Racial differences in follicular lymphoma (FL) in the United States have not been investigated. The National LymphoCare Study is a multicenter, longitudinal, observational cohort study collecting data on treatment patterns and outcomes for patients with newly diagnosed FL in the United States between 2004 and 2007 without any predefined, study-specific intervention. The authors investigated differences between white (W) patients, African American (AA) patients, and Hispanic (H) patients. Among 2744 enrolled patients, there were 95 (3%) AA patients, 125 (5%) H patients, and 2476 (90%) W patients. Compared with W patients, more AA and H patients were diagnosed at age <45 years (P < .0001). H patients more commonly were diagnosed with grade 3 FL compared with AA and W patients (29%, 13%, and 18%, respectively; P = .019) and more commonly received rituximab plus chemotherapy as initial therapy compared with W patients (66% vs 50%; P = .036), while AA patients less commonly received anthracyclines (49% vs 64% in W patients; P = .027).
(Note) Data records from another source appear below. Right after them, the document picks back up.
use log::{debug, warn};
use mlb_api::Scoreboard;
use mlb_api::client::{ApiError, ApiResult, MlbApi};
use std::io::{self, Write};

pub const FETCHING: &str = "Attempting to fetch live MLB scores...";
pub const NO_GAMES: &str = "No live games found at the moment.";
pub const HEADER: &str = "--- Current MLB Live Scores ---";
pub const FOOTER: &str = "-----------------------------";

/// Fetch the scoreboard once and print it. Fetch failures are printed as a
/// single line; only a failed write to `out` is returned as an error.
pub async fn fetch_and_print_scores<W: Write>(api: &MlbApi, out: &mut W) -> io::Result<()> {
    writeln!(out, "{FETCHING}")?;
    out.flush()?;

    let result = api.fetch_scoreboard().await;
    render(out, &result)
}

/// Games are printed as they map; the first bad event ends the listing with
/// its error line and no footer.
pub fn render<W: Write>(out: &mut W, result: &ApiResult<Scoreboard>) -> io::Result<()> {
    let board = match result {
        Ok(board) => board,
        Err(e) => return report_error(out, e),
    };

    if board.is_empty() {
        return writeln!(out, "{NO_GAMES}");
    }

    debug!("printing {} games", board.len());
    writeln!(out, "\n{HEADER}")?;
    for game in board.games() {
        match game {
            Ok(game) => writeln!(out, "{game}")?,
            Err(e) => return report_error(out, &e),
        }
    }
    writeln!(out, "{FOOTER}\n")
}

fn report_error<W: Write>(out: &mut W, e: &ApiError) -> io::Result<()> {
    match e.url() {
        Some(url) => warn!("scoreboard request to {url} failed"),
        None => warn!("scoreboard payload rejected"),
    }
    writeln!(out, "{e}")
}
mod scores;
mod settings;

use crate::settings::Settings;
use log::error;
use std::io;

#[tokio::main(flavor = "current_thread")]
async fn main() -> anyhow::Result<()> {
    if handle_cli_args() {
        return Ok(());
    }

    better_panic::install();

    let settings = Settings::load();
    env_logger::Builder::new()
        .filter_level(settings.log_level)
        .target(env_logger::Target::Stderr)
        .try_init()?;

    let api = settings.api();
    let stdout = io::stdout();
    let mut out = stdout.lock();
    // Fetch failures are already printed; the exit status stays 0 either way.
    if let Err(e) = scores::fetch_and_print_scores(&api, &mut out).await {
        error!("could not write scores to stdout: {e}");
    }

    Ok(())
}

fn handle_cli_args() -> bool {
    let mut args = std::env::args().skip(1);
    let Some(arg) = args.next() else {
        return false;
    };

    match arg.as_str() {
        "-h" | "--help" => {
            println!("{}", usage_text());
            true
        }
        "-V" | "--version" => {
            println!("mlbscores {}", env!("CARGO_PKG_VERSION"));
            true
        }
        _ => {
            eprintln!("Unknown argument: {arg}\n\n{}", usage_text());
            std::process::exit(2);
        }
    }
}

fn usage_text() -> &'static str {
    "mlbscores - today's MLB scoreboard in your terminal

Usage:
  mlbscores
  mlbscores --help
  mlbscores --version

Environment:
  MLBSCORES_API_BASE          Scoreboard base URL (default ESPN site v2 MLB)
  MLBSCORES_SCOREBOARD_JSON   Path to a local ESPN scoreboard JSON snapshot
  MLBSCORES_LOG               Log level on stderr (default off)"
}
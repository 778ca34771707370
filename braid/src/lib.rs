//! Stream multiplexer over a single reliable transport.
//!
//! `braid` layers many independent, flow-controlled, bidirectional byte
//! streams over one ordered byte pipe: a TCP connection, a TLS session, a
//! unix socket, an in-memory duplex, anything implementing tokio's
//! `AsyncRead + AsyncWrite`. The protocol is symmetric: once a session is
//! up, either peer may open streams, transfer arbitrary bytes, close each
//! direction independently, and shut the session down cleanly.
//!
//! The two ends differ only in stream id parity. The side created with
//! [`Session::client`] allocates odd ids, [`Session::server`] even ones.
//!
//! ```no_run
//! use braid::{Config, Session};
//!
//! # async fn run() -> braid::Result<()> {
//! // Any AsyncRead + AsyncWrite transport works; a TCP stream in
//! // practice, an in-memory pipe here.
//! let (socket, _peer) = tokio::io::duplex(64 * 1024);
//! let session = Session::client(socket, Config::default())?;
//!
//! let stream = session.open()?;
//! stream.write(b"hello").await?;
//! stream.close()?;
//!
//! let peer_stream = session.accept_stream().await?;
//! let mut buf = [0u8; 64];
//! let n = peer_stream.read(&mut buf).await?;
//! # let _ = n;
//! # Ok(())
//! # }
//! ```
//!
//! Streams expose explicit `read`/`write`/deadline methods and also
//! implement tokio's `AsyncRead`/`AsyncWrite`, so they slot straight into
//! `tokio::io` utilities.
//!
//! Each session runs three background tasks: a receive loop (sole reader
//! of the transport), a send loop (sole writer, control frames first), and
//! an optional keep-alive prober. Back-pressure is credit-based: a sender
//! blocks once it exhausts the receive window its peer advertised, never
//! on the shared transport directly. The wire format lives in
//! [`braid_wire`], re-exported as [`wire`].

#![forbid(unsafe_code)]

mod buffer;
mod config;
mod error;
mod session;
mod stream;

pub use braid_wire as wire;

pub use config::Config;
pub use error::{Error, Result};
pub use session::Session;
pub use stream::Stream;
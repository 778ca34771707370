//! Wire format for the braid stream multiplexer.
//!
//! Every unit on the wire is a frame: a fixed 12-byte big-endian header
//! followed, for `DATA` frames only, by a payload of `length` bytes. The
//! header layout is:
//!
//! ```text
//! byte 0      version   (always 0)
//! byte 1      type      (0 DATA, 1 WINDOW_UPDATE, 2 PING, 3 GO_AWAY)
//! bytes 2-3   flags     (0x1 SYN, 0x2 ACK, 0x4 FIN, 0x8 RST)
//! bytes 4-7   stream id (0 addresses the session itself)
//! bytes 8-11  length    (payload bytes / window delta / nonce / reason)
//! ```
//!
//! This crate is pure: it encodes and decodes headers and carries no I/O,
//! no tasks, and no session state. The session engine lives in `braid`.

#![forbid(unsafe_code)]

mod error;
mod frame;

pub use error::WireError;
pub use frame::{Flags, Frame, FrameType, GoAwayCode, Header, HEADER_LEN, PROTOCOL_VERSION};
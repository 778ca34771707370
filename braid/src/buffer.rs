//! Per-stream receive buffer with credit accounting.

use std::collections::VecDeque;

use bytes::{Buf, Bytes};

/// The peer wrote past the credit it was granted.
#[derive(Debug, Clone, Copy, PartialEq, Eq)]
pub(crate) struct WindowExceeded;

/// Bounded receive buffer for one stream.
///
/// Incoming payloads are kept as the `Bytes` chunks they arrived in and
/// copied out on demand. Three counters share the stream's window budget:
/// `window` is credit the peer still holds, `buffered` is data waiting for
/// a reader, and `pending_credit` is consumed data not yet re-advertised.
/// `buffered + window + pending_credit == capacity` at every step; pushes
/// move window into buffered, pops move buffered into pending credit, and
/// `take_credit` moves pending credit back into window when enough has
/// piled up to be worth a `WINDOW_UPDATE`.
pub(crate) struct RecvBuffer {
    segments: VecDeque<Bytes>,
    buffered: usize,
    window: u32,
    pending_credit: u32,
    capacity: u32,
}

impl RecvBuffer {
    pub(crate) fn new(capacity: u32) -> Self {
        Self {
            segments: VecDeque::new(),
            buffered: 0,
            window: capacity,
            pending_credit: 0,
            capacity,
        }
    }

    pub(crate) fn is_empty(&self) -> bool {
        self.buffered == 0
    }

    #[cfg(test)]
    pub(crate) fn len(&self) -> usize {
        self.buffered
    }

    #[cfg(test)]
    pub(crate) fn window(&self) -> u32 {
        self.window
    }

    /// Appends an incoming chunk, charging it against the peer's credit.
    pub(crate) fn push(&mut self, data: Bytes) -> Result<(), WindowExceeded> {
        if data.len() > self.window as usize {
            return Err(WindowExceeded);
        }
        self.window -= data.len() as u32;
        self.buffered += data.len();
        if !data.is_empty() {
            self.segments.push_back(data);
        }
        Ok(())
    }

    /// Copies out up to `out.len()` bytes, crossing chunk boundaries, and
    /// accrues the consumed amount as pending credit.
    pub(crate) fn pop(&mut self, out: &mut [u8]) -> usize {
        let mut copied = 0;
        while copied < out.len() {
            let Some(segment) = self.segments.front_mut() else {
                break;
            };
            let n = segment.len().min(out.len() - copied);
            out[copied..copied + n].copy_from_slice(&segment[..n]);
            segment.advance(n);
            if segment.is_empty() {
                self.segments.pop_front();
            }
            copied += n;
        }
        self.buffered -= copied;
        self.pending_credit += copied as u32;
        copied
    }

    /// Returns the credit to re-advertise once consumption crosses half
    /// the window, restoring it to the peer's budget. Below the threshold
    /// the credit keeps accruing so small reads do not each cost a frame.
    pub(crate) fn take_credit(&mut self) -> Option<u32> {
        if self.pending_credit < self.capacity / 2 {
            return None;
        }
        let delta = self.pending_credit;
        self.pending_credit = 0;
        self.window += delta;
        Some(delta)
    }

    /// Drops buffered data, e.g. after a reset.
    pub(crate) fn clear(&mut self) {
        self.segments.clear();
        self.buffered = 0;
    }
}

#[cfg(test)]
mod tests {
    use super::*;

    const CAP: u32 = 64 * 1024;

    #[test]
    fn test_push_pop_roundtrip() {
        let mut buf = RecvBuffer::new(CAP);
        buf.push(Bytes::from_static(b"hello ")).unwrap();
        buf.push(Bytes::from_static(b"world")).unwrap();
        assert_eq!(buf.len(), 11);
        assert_eq!(buf.window(), CAP - 11);

        let mut out = [0u8; 16];
        let n = buf.pop(&mut out);
        assert_eq!(n, 11);
        assert_eq!(&out[..n], b"hello world");
        assert!(buf.is_empty());
    }

    #[test]
    fn test_pop_crosses_segments() {
        let mut buf = RecvBuffer::new(CAP);
        buf.push(Bytes::from_static(b"abcd")).unwrap();
        buf.push(Bytes::from_static(b"efgh")).unwrap();

        let mut out = [0u8; 6];
        assert_eq!(buf.pop(&mut out), 6);
        assert_eq!(&out, b"abcdef");

        let mut out = [0u8; 6];
        assert_eq!(buf.pop(&mut out), 2);
        assert_eq!(&out[..2], b"gh");
    }

    #[test]
    fn test_window_overrun_rejected() {
        let mut buf = RecvBuffer::new(8 * 1024);
        buf.push(Bytes::from(vec![0u8; 8 * 1024])).unwrap();
        assert_eq!(buf.window(), 0);
        assert_eq!(buf.push(Bytes::from_static(b"x")), Err(WindowExceeded));
    }

    #[test]
    fn test_credit_released_at_half_window() {
        let mut buf = RecvBuffer::new(8 * 1024);
        buf.push(Bytes::from(vec![0u8; 8 * 1024])).unwrap();

        let mut out = vec![0u8; 4 * 1024 - 1];
        buf.pop(&mut out);
        assert_eq!(buf.take_credit(), None);

        let mut out = [0u8; 1];
        buf.pop(&mut out);
        assert_eq!(buf.take_credit(), Some(4 * 1024));
        assert_eq!(buf.window(), 4 * 1024);

        // Credit granted again means the peer may push again.
        buf.push(Bytes::from(vec![0u8; 4 * 1024])).unwrap();
    }

    #[test]
    fn test_budget_invariant_holds() {
        let mut buf = RecvBuffer::new(CAP);
        let invariant = |buf: &RecvBuffer| {
            buf.buffered as u32 + buf.window + buf.pending_credit == buf.capacity
        };
        assert!(invariant(&buf));
        buf.push(Bytes::from(vec![7u8; 10_000])).unwrap();
        assert!(invariant(&buf));
        let mut out = vec![0u8; 9_999];
        buf.pop(&mut out);
        assert!(invariant(&buf));
        buf.take_credit();
        assert!(invariant(&buf));
    }
}
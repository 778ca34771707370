//! Failure-path tests: resets, backlog overflow, dead peers, and raw
//! protocol violations injected straight onto the transport.

use std::time::Duration;

use bytes::BytesMut;
use tokio::io::{AsyncReadExt, AsyncWriteExt, DuplexStream};
use tokio::time::timeout;

use braid::wire::{Flags, FrameType, GoAwayCode, Header, HEADER_LEN};
use braid::{Config, Error, Session};

fn quiet_config() -> Config {
    Config {
        enable_keep_alive: false,
        ..Config::default()
    }
}

fn pair_with(client_config: Config, server_config: Config) -> (Session, Session) {
    let (client_io, server_io) = tokio::io::duplex(64 * 1024);
    let client = Session::client(client_io, client_config).expect("client session");
    let server = Session::server(server_io, server_config).expect("server session");
    (client, server)
}

/// A server session whose peer is this bare pipe, for writing raw frames.
fn server_with_raw_peer(config: Config) -> (Session, DuplexStream) {
    let (server_io, raw) = tokio::io::duplex(64 * 1024);
    let server = Session::server(server_io, config).expect("server session");
    (server, raw)
}

async fn wait_closed(session: &Session) {
    let deadline = tokio::time::Instant::now() + Duration::from_secs(2);
    while !session.is_closed() && tokio::time::Instant::now() < deadline {
        tokio::time::sleep(Duration::from_millis(10)).await;
    }
    assert!(session.is_closed(), "session should have died");
}

async fn write_header(raw: &mut DuplexStream, header: Header) {
    let mut buf = BytesMut::new();
    header.encode_into(&mut buf);
    raw.write_all(&buf).await.expect("raw write");
}

async fn read_header(raw: &mut DuplexStream) -> Header {
    let mut buf = [0u8; HEADER_LEN];
    raw.read_exact(&mut buf).await.expect("raw read");
    Header::decode(&buf).expect("reply header")
}

#[tokio::test]
async fn test_local_reset_aborts_both_ends() {
    let (client, server) = pair_with(Config::default(), Config::default());

    let stream = client.open().expect("open");
    stream.write(b"x").await.expect("write");
    let accepted = timeout(Duration::from_secs(1), server.accept_stream())
        .await
        .expect("accept timed out")
        .expect("accept");

    stream.reset().expect("reset");

    let err = stream.write(b"y").await.err().expect("write after reset");
    assert!(matches!(err, Error::StreamReset), "got {err:?}");

    // The peer sees the reset too; any data racing ahead of it is
    // allowed through first.
    let mut buf = [0u8; 4];
    let err = loop {
        match timeout(Duration::from_secs(1), accepted.read(&mut buf))
            .await
            .expect("read did not wake")
        {
            Ok(_) => continue,
            Err(err) => break err,
        }
    };
    assert!(matches!(err, Error::StreamReset), "got {err:?}");

    // The session outlives the stream.
    assert!(!client.is_closed());
    client.ping().await.expect("ping after reset");
}

#[tokio::test]
async fn test_backlog_overflow_resets_excess_streams() {
    let config = Config {
        accept_backlog: 1,
        ..quiet_config()
    };
    let (client, server) = pair_with(config.clone(), config);

    let first = client.open().expect("open");
    first.write(b"1").await.expect("write");
    let second = client.open().expect("open");
    second.write(b"2").await.expect("write");

    // The second stream overflows the single-slot backlog and is reset.
    let mut buf = [0u8; 1];
    let err = timeout(Duration::from_secs(2), second.read(&mut buf))
        .await
        .expect("read did not wake")
        .err()
        .expect("overflow stream should be reset");
    assert!(matches!(err, Error::StreamReset), "got {err:?}");

    // The queued stream is untouched.
    let accepted = timeout(Duration::from_secs(1), server.accept_stream())
        .await
        .expect("accept timed out")
        .expect("accept");
    assert_eq!(accepted.stream_id(), 1);
}

#[tokio::test]
async fn test_keep_alive_kills_session_against_dead_peer() {
    let (client_io, raw) = tokio::io::duplex(64 * 1024);
    let config = Config {
        keep_alive_interval: Duration::from_millis(10),
        ping_timeout: Duration::from_millis(50),
        ..Config::default()
    };
    let session = Session::client(client_io, config).expect("session");
    // Hold the peer end open but never answer anything.
    let _raw = raw;

    wait_closed(&session).await;
    let err = session.ping().await.err().expect("ping after death");
    assert!(matches!(err, Error::KeepAliveTimeout), "got {err:?}");
}

#[tokio::test]
async fn test_unacknowledged_open_kills_session() {
    let (client_io, raw) = tokio::io::duplex(64 * 1024);
    let config = Config {
        stream_open_timeout: Duration::from_millis(50),
        ..quiet_config()
    };
    let session = Session::client(client_io, config).expect("session");
    let stream = session.open().expect("open");
    stream.write(b"hello").await.expect("write");
    let _raw = raw;

    wait_closed(&session).await;
    let err = stream.write(b"more").await.err().expect("write after death");
    assert!(matches!(err, Error::Timeout), "got {err:?}");
}

#[tokio::test]
async fn test_bad_version_is_fatal_and_reported() {
    let (session, mut raw) = server_with_raw_peer(quiet_config());

    let mut bad = [0u8; HEADER_LEN];
    bad[0] = 9; // version
    bad[1] = 2; // ping
    raw.write_all(&bad).await.expect("raw write");

    // The session announces the protocol error before dying.
    let reply = read_header(&mut raw).await;
    assert_eq!(reply.frame_type, FrameType::GoAway);
    assert_eq!(reply.length, GoAwayCode::ProtocolError as u32);

    wait_closed(&session).await;
    let err = session.open().err().expect("open after death");
    assert!(matches!(err, Error::SessionShutdown), "got {err:?}");
}

#[tokio::test]
async fn test_unknown_stream_is_reset_statelessly() {
    let (session, mut raw) = server_with_raw_peer(quiet_config());

    // A window update for a stream that was never opened.
    write_header(&mut raw, Header::window_update(9, Flags::NONE, 4096)).await;

    let reply = read_header(&mut raw).await;
    assert_eq!(reply.frame_type, FrameType::WindowUpdate);
    assert!(reply.flags.contains(Flags::RST));
    assert_eq!(reply.stream_id, 9);

    // A stateless reject leaves the session healthy.
    assert!(!session.is_closed());
}

#[tokio::test]
async fn test_wrong_parity_syn_is_fatal() {
    let (session, mut raw) = server_with_raw_peer(quiet_config());

    // A client must open odd ids; id 8 is a violation.
    write_header(&mut raw, Header::data(8, Flags::SYN, 0)).await;

    let reply = read_header(&mut raw).await;
    assert_eq!(reply.frame_type, FrameType::GoAway);
    assert_eq!(reply.length, GoAwayCode::ProtocolError as u32);
    wait_closed(&session).await;
}

#[tokio::test]
async fn test_duplicate_syn_is_fatal() {
    let (session, mut raw) = server_with_raw_peer(quiet_config());

    write_header(&mut raw, Header::data(1, Flags::SYN, 0)).await;
    write_header(&mut raw, Header::data(1, Flags::SYN, 0)).await;

    let reply = read_header(&mut raw).await;
    assert_eq!(reply.frame_type, FrameType::GoAway);
    assert_eq!(reply.length, GoAwayCode::ProtocolError as u32);
    wait_closed(&session).await;
}

#[tokio::test]
async fn test_oversized_data_frame_is_fatal() {
    let (session, mut raw) = server_with_raw_peer(quiet_config());

    let window = Config::default().max_stream_window_size;
    write_header(&mut raw, Header::data(1, Flags::SYN, window + 1)).await;

    let reply = read_header(&mut raw).await;
    assert_eq!(reply.frame_type, FrameType::GoAway);
    assert_eq!(reply.length, GoAwayCode::ProtocolError as u32);
    wait_closed(&session).await;
}
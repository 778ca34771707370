//! Send scheduler: the session's sole transport writer.

use std::sync::Arc;

use bytes::BytesMut;
use tokio::io::{AsyncWrite, AsyncWriteExt};
use tokio::sync::{mpsc, oneshot};
use tokio::time;
use tracing::{error, warn};

use braid_wire::Frame;

use crate::error::Fault;
use crate::session::SessionShared;

/// A frame queued for transmission. `done` fires once the frame has been
/// committed to the transport; only session close cares.
pub(crate) struct SendItem {
    pub(crate) frame: Frame,
    pub(crate) done: Option<oneshot::Sender<()>>,
}

/// Drains the control and data queues onto the transport, control first.
///
/// Frames are written atomically: header and payload go out as one
/// buffer, and a frame is either fully committed or the session dies.
/// Submission back-pressure is handled upstream by per-stream send
/// windows, so the queues themselves never block senders.
pub(crate) async fn send_loop<W>(
    mut writer: W,
    mut ctrl_rx: mpsc::UnboundedReceiver<SendItem>,
    mut data_rx: mpsc::UnboundedReceiver<SendItem>,
    shared: Arc<SessionShared>,
) where
    W: AsyncWrite + Unpin,
{
    let mut shutdown_rx = shared.shutdown_tx.subscribe();
    let mut buf = BytesMut::with_capacity(16 * 1024);

    loop {
        let item = tokio::select! {
            biased;
            _ = shutdown_rx.recv() => break,
            item = ctrl_rx.recv() => match item {
                Some(item) => item,
                None => break,
            },
            item = data_rx.recv() => match item {
                Some(item) => item,
                None => break,
            },
        };
        if write_frame(&mut writer, &mut buf, item, &shared).await.is_err() {
            let _ = writer.shutdown().await;
            return;
        }
    }

    // The shutdown path still flushes queued control frames so a final
    // go-away reaches the peer.
    while let Ok(item) = ctrl_rx.try_recv() {
        if write_frame(&mut writer, &mut buf, item, &shared).await.is_err() {
            return;
        }
    }
    let _ = writer.shutdown().await;
}

async fn write_frame<W>(
    writer: &mut W,
    buf: &mut BytesMut,
    item: SendItem,
    shared: &SessionShared,
) -> Result<(), ()>
where
    W: AsyncWrite + Unpin,
{
    buf.clear();
    item.frame.encode_into(buf);

    let commit = async {
        writer.write_all(&buf[..]).await?;
        writer.flush().await
    };
    match time::timeout(shared.config().connection_write_timeout, commit).await {
        Ok(Ok(())) => {
            if let Some(done) = item.done {
                let _ = done.send(());
            }
            Ok(())
        }
        Ok(Err(error)) => {
            warn!(%error, "transport write failed");
            shared.shutdown(Fault::ConnectionReset);
            Err(())
        }
        Err(_) => {
            error!("transport write timed out");
            shared.shutdown(Fault::ConnectionReset);
            Err(())
        }
    }
}
//! Receive loop: the session's sole transport reader.

use std::io;
use std::sync::Arc;

use bytes::Bytes;
use tokio::io::{AsyncRead, AsyncReadExt};
use tracing::{debug, error, trace, warn};

use braid_wire::{Flags, FrameType, GoAwayCode, Header, HEADER_LEN};

use crate::error::{Error, Fault, Result};
use crate::session::{ping, SessionShared};
use crate::stream::Phase;

/// Reads frames off the transport and dispatches them until the transport
/// fails, the peer violates the protocol, or the session shuts down.
pub(crate) async fn recv_loop<R>(mut reader: R, shared: Arc<SessionShared>)
where
    R: AsyncRead + Unpin,
{
    let mut shutdown_rx = shared.shutdown_tx.subscribe();
    let mut header_buf = [0u8; HEADER_LEN];

    loop {
        let read = tokio::select! {
            biased;
            _ = shutdown_rx.recv() => return,
            read = reader.read_exact(&mut header_buf) => read,
        };
        if let Err(error) = read {
            transport_lost(&shared, error);
            return;
        }

        let header = match Header::decode(&header_buf) {
            Ok(header) => header,
            Err(error) => {
                error!(%error, "malformed frame header, dropping session");
                fatal(&shared);
                return;
            }
        };
        trace!(
            frame_type = ?header.frame_type,
            flags = ?header.flags,
            stream_id = header.stream_id,
            length = header.length,
            "frame received"
        );

        let dispatched = match header.frame_type {
            FrameType::Data => {
                if let Err(error) =
                    header.check_data_length(shared.config().max_stream_window_size)
                {
                    Err(Error::Wire(error))
                } else {
                    let body = tokio::select! {
                        biased;
                        _ = shutdown_rx.recv() => return,
                        body = read_body(&mut reader, header.length as usize) => body,
                    };
                    match body {
                        Ok(body) => handle_stream_frame(&shared, header, Some(body)),
                        Err(error) => {
                            transport_lost(&shared, error);
                            return;
                        }
                    }
                }
            }
            FrameType::WindowUpdate => handle_stream_frame(&shared, header, None),
            FrameType::Ping => handle_ping(&shared, header),
            FrameType::GoAway => handle_go_away(&shared, header),
        };
        if let Err(error) = dispatched {
            error!(%error, "protocol violation, dropping session");
            fatal(&shared);
            return;
        }
    }
}

/// Best-effort go-away, then session death. The send loop flushes queued
/// control frames on its way out, so the peer usually learns why.
fn fatal(shared: &SessionShared) {
    let _ = shared.submit_go_away(GoAwayCode::ProtocolError, None);
    shared.shutdown(Fault::Protocol);
}

fn transport_lost(shared: &SessionShared, error: io::Error) {
    if error.kind() == io::ErrorKind::UnexpectedEof {
        debug!("transport closed by peer");
    } else {
        warn!(%error, "transport read failed");
    }
    shared.shutdown(Fault::ConnectionReset);
}

async fn read_body<R>(reader: &mut R, len: usize) -> io::Result<Bytes>
where
    R: AsyncRead + Unpin,
{
    if len == 0 {
        return Ok(Bytes::new());
    }
    let mut body = vec![0u8; len];
    reader.read_exact(&mut body).await?;
    Ok(Bytes::from(body))
}

/// Applies a `DATA` (`body` present) or `WINDOW_UPDATE` (`body` absent)
/// frame. The flag semantics are shared: either frame type may open,
/// acknowledge, half-close, or reset its stream.
fn handle_stream_frame(
    shared: &Arc<SessionShared>,
    header: Header,
    body: Option<Bytes>,
) -> Result<()> {
    let flags = header.flags;
    if flags.contains(Flags::SYN) {
        shared.incoming_stream(header.stream_id)?;
    }

    let Some(stream) = shared.lookup_stream(header.stream_id) else {
        // Unknown stream: the payload is already off the wire, so this is
        // a stateless reject. Never answer a reset with a reset.
        if !flags.contains(Flags::RST) {
            trace!(stream_id = header.stream_id, "frame for unknown stream, resetting");
            let _ = shared.submit_reset(header.stream_id);
        }
        return Ok(());
    };

    let mut acknowledged = false;
    let finished = {
        let mut state = stream.state.lock();
        if flags.contains(Flags::ACK) && state.phase == Phase::SynSent {
            state.phase = Phase::Established;
            acknowledged = true;
        }
        match body {
            Some(data) => {
                if !data.is_empty() {
                    let len = data.len();
                    if state.recv.push(data).is_err() {
                        return Err(Error::ReceiveWindowExceeded(header.stream_id));
                    }
                    trace!(stream_id = stream.id, bytes = len, "stream data buffered");
                }
            }
            None => {
                state.send_window = state.send_window.saturating_add(header.length);
            }
        }
        if flags.contains(Flags::FIN) {
            state.recv_closed = true;
        }
        if flags.contains(Flags::RST) {
            state.reset = true;
            state.recv.clear();
        }
        state.reset || (state.send_closed && state.recv_closed)
    };

    if flags.contains(Flags::RST) {
        debug!(stream_id = stream.id, "stream reset by peer");
        stream.wake_all();
    } else {
        stream.wake_readers();
        stream.wake_writers();
        if acknowledged {
            stream.established.notify_waiters();
        }
    }
    if finished {
        shared.remove_stream(stream.id);
    }
    Ok(())
}

fn handle_ping(shared: &Arc<SessionShared>, header: Header) -> Result<()> {
    let nonce = header.length;
    if header.flags.contains(Flags::SYN) {
        let _ = shared.submit_ping(Flags::ACK, nonce);
    } else if header.flags.contains(Flags::ACK) {
        ping::complete(shared, nonce);
    }
    Ok(())
}

fn handle_go_away(shared: &Arc<SessionShared>, header: Header) -> Result<()> {
    match GoAwayCode::from_wire(header.length).map_err(Error::Wire)? {
        GoAwayCode::Normal => {
            debug!("peer is going away");
            shared.set_remote_goaway();
            Ok(())
        }
        GoAwayCode::ProtocolError => Err(Error::Protocol("peer reported a protocol error")),
        GoAwayCode::InternalError => Err(Error::Protocol("peer reported an internal error")),
    }
}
H and AA patients who received rituximab plus chemotherapy were less likely than W patients to receive maintenance rituximab (27% vs 31% vs 40%, respectively; P = .031). At a median follow-up of 52 months, progression-free survival was similar between AA and W patients but was longer in H patients, and there was no difference in overall survival. In the largest prospective cohort to date of AA and H patients with FL in the United States, AA and H patients were younger at presentation. Although racial differences in treatment patterns for FL were noted, additional follow-up is needed to determine the impact of these differences on survival.